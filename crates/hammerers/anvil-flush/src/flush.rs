use std::thread::ScopedJoinHandle;

use log::{debug, trace, warn};
use thiserror::Error;

use anvil_core::hammerer::{AccessKind, Hammering, TargetSet};
use anvil_core::memory::access::{fence, flush, forced_load, forced_store};
use anvil_core::util::pin_current_thread;

/// Errors that can occur during a flush burst.
#[derive(Debug, Error)]
pub enum FlushError {
    /// A worker thread panicked before finishing its burst
    #[error("hammer worker {0} panicked")]
    WorkerPanicked(usize),
}

/// Hammerer that flushes and re-accesses aggressors from parallel workers.
///
/// Target sets are assigned to workers round-robin; a worker with more than
/// one set hammers them one after another. Workers are joined before
/// [`hammer_burst`](Hammering::hammer_burst) returns.
#[derive(Clone, Copy, Debug)]
pub struct FlushHammerer {
    threads: usize,
    pin_threads: bool,
    access: AccessKind,
}

impl FlushHammerer {
    /// Creates a hammerer with `threads` workers (at least one).
    ///
    /// # Arguments
    ///
    /// * `threads` - Maximum number of concurrent workers
    /// * `pin_threads` - Pin worker `i` to core `i % online_cpus` (best effort)
    /// * `access` - Access issued on every aggressor after its flush
    pub fn new(threads: usize, pin_threads: bool, access: AccessKind) -> Self {
        FlushHammerer {
            threads: threads.max(1),
            pin_threads,
            access,
        }
    }

    /// Number of workers.
    pub fn threads(&self) -> usize {
        self.threads
    }
}

/// Runs `burst_length` iterations of flush, access and fence over every address of `set`.
fn hammer_set(set: &TargetSet, burst_length: u64, access: AccessKind) {
    for _ in 0..burst_length {
        for &addr in set.addrs() {
            unsafe {
                flush(addr);
                match access {
                    AccessKind::Load => {
                        forced_load(addr);
                    }
                    AccessKind::Store(value) => forced_store(addr as *mut u8, value),
                }
            }
            fence();
        }
    }
}

/// Joins every worker, then reports the first one that panicked.
fn join_workers(handles: Vec<ScopedJoinHandle<'_, ()>>) -> Result<(), FlushError> {
    let panicked = handles
        .into_iter()
        .enumerate()
        .filter_map(|(worker, handle)| handle.join().err().map(|_| worker))
        .collect::<Vec<_>>();
    match panicked.as_slice() {
        [] => Ok(()),
        [first, rest @ ..] => {
            if !rest.is_empty() {
                warn!("Workers {:?} panicked as well", rest);
            }
            Err(FlushError::WorkerPanicked(*first))
        }
    }
}

impl Hammering for FlushHammerer {
    type Error = FlushError;

    fn hammer_burst(&self, sets: &[TargetSet], burst_length: u64) -> Result<(), Self::Error> {
        let workers = self.threads.min(sets.len());
        if workers == 0 {
            return Ok(());
        }
        trace!(
            "Burst of {} over {} sets on {} workers",
            burst_length,
            sets.len(),
            workers
        );
        std::thread::scope(|s| {
            let handles = (0..workers)
                .map(|worker| {
                    let assigned = sets.iter().skip(worker).step_by(workers).collect::<Vec<_>>();
                    let pin = self.pin_threads;
                    let access = self.access;
                    s.spawn(move || {
                        if pin {
                            match pin_current_thread(worker) {
                                Ok(core) => debug!("Worker {} pinned to core {}", worker, core),
                                Err(e) => warn!("Worker {} runs unpinned: {}", worker, e),
                            }
                        }
                        for set in assigned {
                            hammer_set(set, burst_length, access);
                        }
                    })
                })
                .collect::<Vec<_>>();
            join_workers(handles)
        })
    }
}
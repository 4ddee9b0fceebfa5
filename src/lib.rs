pub use anvil_core::*;

pub mod hammerers {
    pub use anvil_core::hammerer::*;
    #[cfg(feature = "dummy")]
    pub use anvil_dummy::{Dummy, Never};
    #[cfg(feature = "flush")]
    pub use anvil_flush::{FlushError, FlushHammerer};
}
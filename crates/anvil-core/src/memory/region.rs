use std::ptr::null_mut;

use libc::{MAP_ANONYMOUS, MAP_PRIVATE, PROT_READ, PROT_WRITE};
use log::{debug, trace};
use thiserror::Error;

use crate::memory::access::{fence, flush};
use crate::memory::{PhysAddrResolver, PhysAddr};
use crate::util::CL_SIZE;

/// Errors that can occur while provisioning a [`MemoryRegion`].
#[derive(Debug, Error)]
pub enum RegionError {
    /// mmap failed
    #[error("mmap of {size} bytes failed: {source}")]
    AllocFailed {
        /// Requested size in bytes
        size: usize,
        /// Underlying OS error
        source: std::io::Error,
    },
    /// Attempted to create a zero-size region
    #[error("Zero size region")]
    ZeroSize,
    /// Region size is not a multiple of the page size
    #[error("Region size {size} is not a multiple of page size {page_size}")]
    Unaligned {
        /// Requested size in bytes
        size: usize,
        /// Page size in bytes
        page_size: usize,
    },
}

/// A page-aligned buffer owned by one probing session.
///
/// The buffer is unmapped when the region is dropped. Raw pointers handed out by
/// [`MemoryRegion::addr`] are valid only while the region is alive.
#[derive(Debug)]
pub struct MemoryRegion {
    map_ptr: *mut u8,
    map_len: usize,
    ptr: *mut u8,
    len: usize,
    page_size: usize,
}

// Hammer workers access disjoint addresses; all pattern writes and scans happen
// on the controlling thread between bursts.
unsafe impl Send for MemoryRegion {}
unsafe impl Sync for MemoryRegion {}

impl MemoryRegion {
    /// Maps `len` bytes of anonymous memory aligned to `page_size`.
    ///
    /// # Errors
    ///
    /// Returns [`RegionError`] if the size is invalid or mmap fails.
    pub fn mmap(len: usize, page_size: usize) -> Result<Self, RegionError> {
        if len == 0 || page_size == 0 {
            return Err(RegionError::ZeroSize);
        }
        if !len.is_multiple_of(page_size) {
            return Err(RegionError::Unaligned {
                size: len,
                page_size,
            });
        }
        // over-map by one page so the usable part can be aligned to page_size
        let map_len = len + page_size;
        let p = unsafe {
            libc::mmap(
                null_mut(),
                map_len,
                PROT_READ | PROT_WRITE,
                MAP_PRIVATE | MAP_ANONYMOUS,
                -1,
                0,
            )
        };
        if p == libc::MAP_FAILED {
            return Err(RegionError::AllocFailed {
                size: map_len,
                source: std::io::Error::last_os_error(),
            });
        }
        let map_ptr = p as *mut u8;
        let misalignment = map_ptr as usize % page_size;
        let ptr = if misalignment == 0 {
            map_ptr
        } else {
            unsafe { map_ptr.byte_add(page_size - misalignment) }
        };
        debug!(
            "Mapped {} bytes at {:p} (aligned to 0x{:x})",
            len, ptr, page_size
        );
        Ok(MemoryRegion {
            map_ptr,
            map_len,
            ptr,
            len,
            page_size,
        })
    }

    /// Returns a mutable pointer to the byte at the given offset.
    ///
    /// # Panics
    ///
    /// Panics if `offset` is out of bounds.
    pub fn addr(&self, offset: usize) -> *mut u8 {
        assert!(
            offset < self.len,
            "MemoryRegion::addr failed. Offset {} >= {}",
            offset,
            self.len
        );
        unsafe { self.ptr.byte_add(offset) }
    }

    /// Start of the region.
    pub fn ptr(&self) -> *mut u8 {
        self.ptr
    }

    /// Length of the region in bytes.
    pub fn len(&self) -> usize {
        self.len
    }

    /// Whether the region is empty (never true for a mapped region).
    pub fn is_empty(&self) -> bool {
        self.len == 0
    }

    /// Page size the region was aligned to.
    pub fn page_size(&self) -> usize {
        self.page_size
    }

    /// Number of pages in the region.
    pub fn page_count(&self) -> usize {
        self.len / self.page_size
    }

    /// Pointer to the first byte of page `index`.
    pub fn page_addr(&self, index: usize) -> *mut u8 {
        self.addr(index * self.page_size)
    }

    /// Offset of `ptr` within the region, if it lies inside.
    pub fn offset_of(&self, ptr: *const u8) -> Option<usize> {
        let p = ptr as usize;
        let base = self.ptr as usize;
        if p >= base && p < base + self.len {
            Some(p - base)
        } else {
            None
        }
    }

    /// Writes `pattern` to every byte of the region.
    pub fn fill(&self, pattern: u8) {
        self.fill_range(0, self.len, pattern);
    }

    /// Writes `pattern` to `len` bytes starting at `offset`.
    pub fn fill_range(&self, offset: usize, len: usize, pattern: u8) {
        assert!(offset + len <= self.len, "fill_range out of bounds");
        trace!("fill 0x{:x}..0x{:x} with 0x{:02x}", offset, offset + len, pattern);
        unsafe { std::ptr::write_bytes(self.ptr.byte_add(offset), pattern, len) };
    }

    /// Writes `pattern` once into every page so the kernel backs it with a physical frame.
    pub fn touch_pages(&self, pattern: u8) {
        for page in 0..self.page_count() {
            unsafe { std::ptr::write_volatile(self.page_addr(page), pattern) };
        }
        fence();
        debug!("Touched {} pages", self.page_count());
    }

    /// Evicts every cache line in `offset..offset + len` and fences.
    ///
    /// Subsequent reads are served from DRAM.
    pub fn flush_range(&self, offset: usize, len: usize) {
        assert!(offset + len <= self.len, "flush_range out of bounds");
        for line in (offset..offset + len).step_by(CL_SIZE) {
            unsafe { flush(self.ptr.byte_add(line)) };
        }
        fence();
    }

    /// The whole region as a byte slice.
    ///
    /// Must not be held across a hammer burst that writes to the region.
    pub fn as_slice(&self) -> &[u8] {
        unsafe { std::slice::from_raw_parts(self.ptr, self.len) }
    }

    /// `len` bytes of the region starting at `offset`.
    pub fn slice(&self, offset: usize, len: usize) -> &[u8] {
        &self.as_slice()[offset..offset + len]
    }

    /// Resolves the physical address of every page, in page order.
    pub fn resolve_pages(&self, resolver: &mut dyn PhysAddrResolver) -> Vec<Option<PhysAddr>> {
        resolver.resolve_pages(self.ptr as usize, self.page_count(), self.page_size)
    }
}

impl Drop for MemoryRegion {
    fn drop(&mut self) {
        debug!("Unmapping region at {:p}", self.ptr);
        unsafe { libc::munmap(self.map_ptr as *mut libc::c_void, self.map_len) };
    }
}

───

== Task description ==
Find each line holding the string "feature" in the listing above, then copy it.

== Completed exercise ==
    #[cfg(feature = "dummy")]
    #[cfg(feature = "flush")]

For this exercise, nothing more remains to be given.